Dataset content section start
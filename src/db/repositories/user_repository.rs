use crate::db::connection::get_connection;
use crate::db::error::RepositoryError;
use crate::db::models::login_attempt::{LoginAttempt, NewLoginAttempt};
use crate::db::models::user::{NewUser, ProfileChanges, UpdateUser, User};
use crate::db::schema::users;
use chrono::{DateTime, Utc};
use diesel::prelude::*;
use ipnetwork::IpNetwork;
use uuid::Uuid;

/// Providers with a dedicated external-id column on the users table.
const OAUTH_PROVIDERS: [&str; 3] = ["google", "github", "facebook"];

pub struct UserRepository;

impl UserRepository {
    pub fn create(new_user: &NewUser) -> Result<User, RepositoryError> {
        let mut conn = get_connection()?;

        diesel::insert_into(users::table)
            .values(new_user)
            .get_result::<User>(&mut conn)
            .map_err(Into::into)
    }

    pub fn find_by_id(id: Uuid, active_only: bool) -> Result<Option<User>, RepositoryError> {
        let mut conn = get_connection()?;

        let mut query = users::table
            .filter(users::id.eq(id))
            .filter(users::deleted_at.is_null())
            .into_boxed();
        if active_only {
            query = query.filter(users::is_active.eq(true));
        }

        query.first::<User>(&mut conn).optional().map_err(Into::into)
    }

    /// Lookup by exact (already normalized) email among non-deleted users.
    pub fn find_by_email(email: &str, active_only: bool) -> Result<Option<User>, RepositoryError> {
        let mut conn = get_connection()?;

        let mut query = users::table
            .filter(users::email.eq(email))
            .filter(users::deleted_at.is_null())
            .into_boxed();
        if active_only {
            query = query.filter(users::is_active.eq(true));
        }

        query.first::<User>(&mut conn).optional().map_err(Into::into)
    }

    pub fn find_by_username(
        username: &str,
        active_only: bool,
    ) -> Result<Option<User>, RepositoryError> {
        let mut conn = get_connection()?;

        let mut query = users::table
            .filter(users::username.eq(username))
            .filter(users::deleted_at.is_null())
            .into_boxed();
        if active_only {
            query = query.filter(users::is_active.eq(true));
        }

        query.first::<User>(&mut conn).optional().map_err(Into::into)
    }

    /// Lookup by external identity. Unknown providers are rejected, not
    /// treated as "not found".
    pub fn find_by_external_id(
        provider: &str,
        external_id: &str,
    ) -> Result<Option<User>, RepositoryError> {
        if !OAUTH_PROVIDERS.contains(&provider) {
            return Err(RepositoryError::InvalidArgument(format!(
                "Unsupported OAuth provider: {provider}"
            )));
        }

        let mut conn = get_connection()?;

        let base = users::table
            .filter(users::deleted_at.is_null())
            .filter(users::is_active.eq(true));

        let user = match provider {
            "google" => base
                .filter(users::google_id.eq(external_id))
                .first::<User>(&mut conn)
                .optional()?,
            "github" => base
                .filter(users::git_hub_id.eq(external_id))
                .first::<User>(&mut conn)
                .optional()?,
            _ => base
                .filter(users::facebook_id.eq(external_id))
                .first::<User>(&mut conn)
                .optional()?,
        };

        Ok(user)
    }

    pub fn update(id: Uuid, changes: &UpdateUser) -> Result<User, RepositoryError> {
        let mut conn = get_connection()?;

        diesel::update(users::table.filter(users::id.eq(id)))
            .set(changes)
            .get_result::<User>(&mut conn)
            .map_err(Into::into)
    }

    pub fn update_password(id: Uuid, new_password_hash: &str) -> Result<(), RepositoryError> {
        let mut conn = get_connection()?;

        diesel::update(users::table.filter(users::id.eq(id)))
            .set((
                users::password_hash.eq(new_password_hash),
                users::updated_at.eq(Utc::now()),
            ))
            .execute(&mut conn)?;

        Ok(())
    }

    /// Applies an allowlisted profile changeset to an active user.
    pub fn update_profile(id: Uuid, changes: &ProfileChanges) -> Result<User, RepositoryError> {
        if changes.is_empty() {
            return Err(RepositoryError::InvalidArgument(
                "No valid fields to update".to_string(),
            ));
        }

        let existing = Self::find_by_id(id, true)?;
        if existing.is_none() {
            return Err(RepositoryError::NotFound("User not found".to_string()));
        }

        let mut conn = get_connection()?;

        diesel::update(users::table.filter(users::id.eq(id)))
            .set((changes, users::updated_at.eq(Utc::now())))
            .get_result::<User>(&mut conn)
            .map_err(Into::into)
    }

    /// Soft delete: the row stays behind with `deleted_at` set and drops out
    /// of every active-path query.
    pub fn soft_delete(id: Uuid) -> Result<(), RepositoryError> {
        let mut conn = get_connection()?;

        diesel::update(users::table.filter(users::id.eq(id)))
            .set(users::deleted_at.eq(Some(Utc::now())))
            .execute(&mut conn)?;

        Ok(())
    }

    /// Hard delete; dependent rows go via ON DELETE CASCADE.
    pub fn hard_delete(id: Uuid) -> Result<(), RepositoryError> {
        let mut conn = get_connection()?;

        diesel::delete(users::table.filter(users::id.eq(id))).execute(&mut conn)?;

        Ok(())
    }

    pub fn update_last_login(id: Uuid, ip: IpNetwork) -> Result<(), RepositoryError> {
        let mut conn = get_connection()?;

        diesel::update(users::table.filter(users::id.eq(id)))
            .set((
                users::last_login_at.eq(Some(Utc::now())),
                users::last_login_ip.eq(Some(ip)),
            ))
            .execute(&mut conn)?;

        Ok(())
    }

    /// SQL-side increment so concurrent failed logins on the same account
    /// never lose updates. Returns the post-increment counter.
    pub fn increment_failed_attempts(id: Uuid) -> Result<i32, RepositoryError> {
        let mut conn = get_connection()?;

        diesel::update(users::table.filter(users::id.eq(id)))
            .set(users::failed_login_attempts.eq(users::failed_login_attempts + 1))
            .returning(users::failed_login_attempts)
            .get_result::<i32>(&mut conn)
            .map_err(Into::into)
    }

    pub fn lock_until(id: Uuid, until: DateTime<Utc>) -> Result<(), RepositoryError> {
        let mut conn = get_connection()?;

        diesel::update(users::table.filter(users::id.eq(id)))
            .set(users::locked_until.eq(Some(until)))
            .execute(&mut conn)?;

        Ok(())
    }

    pub fn reset_failed_attempts(id: Uuid) -> Result<(), RepositoryError> {
        let mut conn = get_connection()?;

        diesel::update(users::table.filter(users::id.eq(id)))
            .set((
                users::failed_login_attempts.eq(0),
                users::locked_until.eq(None::<DateTime<Utc>>),
            ))
            .execute(&mut conn)?;

        Ok(())
    }

    pub fn create_login_attempt(
        attempt: &NewLoginAttempt,
    ) -> Result<LoginAttempt, RepositoryError> {
        super::login_attempt_repository::LoginAttemptRepository::create(attempt)
    }

    pub fn is_email_taken(email: &str) -> Result<bool, RepositoryError> {
        let mut conn = get_connection()?;

        let count: i64 = users::table
            .filter(users::email.eq(email))
            .filter(users::deleted_at.is_null())
            .count()
            .get_result(&mut conn)?;

        Ok(count > 0)
    }

    pub fn is_username_taken(username: &str) -> Result<bool, RepositoryError> {
        let mut conn = get_connection()?;

        let count: i64 = users::table
            .filter(users::username.eq(username))
            .filter(users::deleted_at.is_null())
            .count()
            .get_result(&mut conn)?;

        Ok(count > 0)
    }
}

#[cfg(test)]
mod tests {
    use super::*;
    use crate::db::connection::init_test_pool;
    use crate::db::models::user::UserRole;

    fn test_user(suffix: &str) -> NewUser {
        init_test_pool();

        let unique = Uuid::new_v4();
        NewUser {
            email: format!("test_{suffix}_{unique}@example.com"),
            username: format!("testuser_{suffix}_{unique}"),
            password_hash: "test_hash".to_string(),
            role: UserRole::User,
            is_active: true,
            email_verified: false,
            first_name: None,
            last_name: None,
            phone_number: None,
        }
    }

    #[test]
    fn create_and_find_by_email() {
        let new_user = test_user("find_email");
        let created = UserRepository::create(&new_user).expect("create user");

        let found = UserRepository::find_by_email(&new_user.email, true)
            .expect("query")
            .expect("user exists");
        assert_eq!(found.id, created.id);
        assert_eq!(found.role, UserRole::User);
        assert_eq!(found.failed_login_attempts, 0);

        let _ = UserRepository::hard_delete(created.id);
    }

    #[test]
    fn soft_deleted_user_disappears_from_lookups() {
        let new_user = test_user("soft_delete");
        let created = UserRepository::create(&new_user).expect("create user");

        UserRepository::soft_delete(created.id).expect("soft delete");

        assert!(UserRepository::find_by_id(created.id, false)
            .expect("query")
            .is_none());
        assert!(!UserRepository::is_email_taken(&new_user.email).expect("query"));

        let _ = UserRepository::hard_delete(created.id);
    }

    #[test]
    fn increment_failed_attempts_returns_post_value() {
        let new_user = test_user("lockout");
        let created = UserRepository::create(&new_user).expect("create user");

        for expected in 1..=5 {
            let n = UserRepository::increment_failed_attempts(created.id).expect("increment");
            assert_eq!(n, expected);
        }

        UserRepository::lock_until(created.id, Utc::now() + chrono::Duration::minutes(15))
            .expect("lock");
        let locked = UserRepository::find_by_id(created.id, false)
            .expect("query")
            .expect("exists");
        assert!(locked.is_locked());

        UserRepository::reset_failed_attempts(created.id).expect("reset");
        let reset = UserRepository::find_by_id(created.id, false)
            .expect("query")
            .expect("exists");
        assert_eq!(reset.failed_login_attempts, 0);
        assert!(reset.locked_until.is_none());

        let _ = UserRepository::hard_delete(created.id);
    }

    #[test]
    fn update_profile_rejects_empty_changeset() {
        let new_user = test_user("profile_empty");
        let created = UserRepository::create(&new_user).expect("create user");

        let result = UserRepository::update_profile(created.id, &ProfileChanges::default());
        assert!(matches!(result, Err(RepositoryError::InvalidArgument(_))));

        let _ = UserRepository::hard_delete(created.id);
    }

    #[test]
    fn update_profile_applies_allowlisted_fields_only() {
        let new_user = test_user("profile");
        let created = UserRepository::create(&new_user).expect("create user");
        let original_hash = created.password_hash.clone();

        let changes = ProfileChanges {
            bio: Some("systems plumber".to_string()),
            city: Some("Nantes".to_string()),
            ..Default::default()
        };
        let updated = UserRepository::update_profile(created.id, &changes).expect("update");

        assert_eq!(updated.bio.as_deref(), Some("systems plumber"));
        assert_eq!(updated.city.as_deref(), Some("Nantes"));
        // Credentials are not reachable through a profile update.
        assert_eq!(updated.password_hash, original_hash);

        let _ = UserRepository::hard_delete(created.id);
    }

    #[test]
    fn external_id_lookup_rejects_unknown_provider() {
        init_test_pool();
        let result = UserRepository::find_by_external_id("myspace", "123");
        assert!(matches!(result, Err(RepositoryError::InvalidArgument(_))));
    }

    #[test]
    fn duplicate_email_violates_unique_constraint() {
        let new_user = test_user("duplicate");
        let created = UserRepository::create(&new_user).expect("create first");

        let mut second = new_user.clone();
        second.username = format!("other_{}", Uuid::new_v4());
        let result = UserRepository::create(&second);
        assert!(matches!(result, Err(RepositoryError::UniqueViolation(_))));

        let _ = UserRepository::hard_delete(created.id);
    }
}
Dataset content section end
Your answer must consist solely of the lines above between the line holding "assert_eq!(reset.failed_login_attempts, 0);" and the line holding "let result = UserRepository::create(&second);", inclusive, copied exactly.

        assert_eq!(reset.failed_login_attempts, 0);
        assert!(reset.locked_until.is_none());

        let _ = UserRepository::hard_delete(created.id);
    }

    #[test]
    fn update_profile_rejects_empty_changeset() {
        let new_user = test_user("profile_empty");
        let created = UserRepository::create(&new_user).expect("create user");

        let result = UserRepository::update_profile(created.id, &ProfileChanges::default());
        assert!(matches!(result, Err(RepositoryError::InvalidArgument(_))));

        let _ = UserRepository::hard_delete(created.id);
    }

    #[test]
    fn update_profile_applies_allowlisted_fields_only() {
        let new_user = test_user("profile");
        let created = UserRepository::create(&new_user).expect("create user");
        let original_hash = created.password_hash.clone();

        let changes = ProfileChanges {
            bio: Some("systems plumber".to_string()),
            city: Some("Nantes".to_string()),
            ..Default::default()
        };
        let updated = UserRepository::update_profile(created.id, &changes).expect("update");

        assert_eq!(updated.bio.as_deref(), Some("systems plumber"));
        assert_eq!(updated.city.as_deref(), Some("Nantes"));
        // Credentials are not reachable through a profile update.
        assert_eq!(updated.password_hash, original_hash);

        let _ = UserRepository::hard_delete(created.id);
    }

    #[test]
    fn external_id_lookup_rejects_unknown_provider() {
        init_test_pool();
        let result = UserRepository::find_by_external_id("myspace", "123");
        assert!(matches!(result, Err(RepositoryError::InvalidArgument(_))));
    }

    #[test]
    fn duplicate_email_violates_unique_constraint() {
        let new_user = test_user("duplicate");
        let created = UserRepository::create(&new_user).expect("create first");

        let mut second = new_user.clone();
        second.username = format!("other_{}", Uuid::new_v4());
        let result = UserRepository::create(&second);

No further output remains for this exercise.